И с присущим ему фальстафовским остроумием бросил:
— Да знаете ли вы, несчастные тупицы, что вскоре сделает с Салоном этот малый, похожий на школьного надзирателя, выгнанного за распутство… Вы думаете, что он слеп как крот! Так вот! Этот слепой вам утрет нос! Я ему доверяю Салон. Сомневаетесь? А я вот хочу платить слепому критику живописи! Да!
Побагровев, он с силой хлопнул себя по ляжке:
— Идем отметим это событие в кабачке «Роше-де-Канкаль». Остзейские устрицы там бесподобны.
И, повернувшись к девице, которую одолевали горькие думы, бросил:
— Идем с нами, замарашка. Хватит с меня светских баб!
Глава третья
Батиньоль в 1866 году. — Кабачок «Папаша Латюиль» и кафе «Гербуа». — Г-н Мане. — «Прощай, критика искусства!» — «Ненавидеть — значит любить». — «Мой Салон» и «Что я ненавижу». — Сена у Беннекура. — У матушки Жигу.Золя вышел из омнибуса на площади Клиши и зашагал по «главной улице» Батиньоля, направляясь к развилке. Справа виднелся Монмартр со своими мельницами, где еще не было и в помине Сакре-Кёр, слева тянулся Батиньоль, сады, фермы.
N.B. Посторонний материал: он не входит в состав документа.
use std::future::Future;

use futures::stream::FuturesUnordered;
use futures::StreamExt;
use tokio::sync::Semaphore;

/// Cap on simultaneously in-flight calls when none is configured.
pub const DEFAULT_MAX_CONCURRENCY: usize = 10;

/// Run `run` for every key with at most `max_concurrency` calls in flight.
///
/// Results come back in completion order, one per key. The first error is
/// returned immediately and every other call, started or not, is dropped.
/// An empty key set resolves to an empty vec without calling `run`.
/// The limit is clamped to `1..=Semaphore::MAX_PERMITS`.
pub async fn execute_bounded<K, R, E, F, Fut>(
    keys: impl IntoIterator<Item = K>,
    max_concurrency: usize,
    run: F,
) -> Result<Vec<R>, E>
where
    F: Fn(K) -> Fut,
    Fut: Future<Output = Result<R, E>>,
{
    let sem = Semaphore::new(max_concurrency.clamp(1, Semaphore::MAX_PERMITS));
    let mut futs: FuturesUnordered<_> = FuturesUnordered::new();

    for key in keys {
        let sem = &sem;
        let run = &run;
        futs.push(async move {
            // The semaphore is never closed, so acquire only waits.
            let _permit = sem.acquire().await;
            run(key).await
        });
    }

    let mut results = Vec::with_capacity(futs.len());

    while let Some(res) = futs.next().await {
        results.push(res?);
    }

    Ok(results)
}
use clap::{Args as ClapArgs, Parser, Subcommand};

#[derive(Parser, Debug)]
#[command(name = "taskexport", version, about = "Export Todoist projects, completed tasks included")]
pub struct Args {
    #[command(subcommand)]
    pub command: Commands,
}

/// Options shared by every command that talks to the API.
#[derive(ClapArgs, Debug, Clone)]
pub struct ProjectArgs {
    #[arg(long)]
    pub project_id: String,

    /// API token; falls back to `TASKEXPORT_TOKEN`.
    #[arg(long, env = "TASKEXPORT_TOKEN", hide_env_values = true)]
    pub token: String,

    /// Overrides `aggregation.max_concurrency` from the config file.
    #[arg(long)]
    pub max_concurrency: Option<usize>,
}

#[derive(ClapArgs, Debug, Clone)]
pub struct ExportArgs {
    #[command(flatten)]
    pub project: ProjectArgs,

    #[arg(long, default_value_t = false)]
    pub include_completed: bool,

    #[arg(long, default_value_t = false)]
    pub include_sections: bool,

    /// Write the JSON document here instead of stdout.
    #[arg(long)]
    pub output: Option<String>,
}

#[derive(ClapArgs, Debug, Clone)]
pub struct CompletedArgs {
    #[command(flatten)]
    pub project: ProjectArgs,

    /// Print the raw JSON outcome instead of one line per task.
    #[arg(long, default_value_t = false)]
    pub json: bool,
}

#[derive(Subcommand, Debug)]
pub enum Commands {
    Export(ExportArgs),
    Completed(CompletedArgs),
}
Присоединенный к городу каких-нибудь шесть лет назад, этот район все еще имел вид предместья, расположенного за городской стеной.
Парижские виноградники все еще давали сухое вино зеленого цвета, которое было, пожалуй, позабористей, чем белое крепкое, словом, не вино, а настоящий «вырви глаз». Это вино пили в кабачке «Папаша Латюиль», названного так в память владельца кабачка, свершившего героический поступок в 1814 году (кстати, кабачок этот писали в свое время импрессионисты); пили это вино и в кафе «Гербуа»[26], где были и сад, и беседка, и тенистые запущенные аллеи. Туда нередко заглядывал и Золя.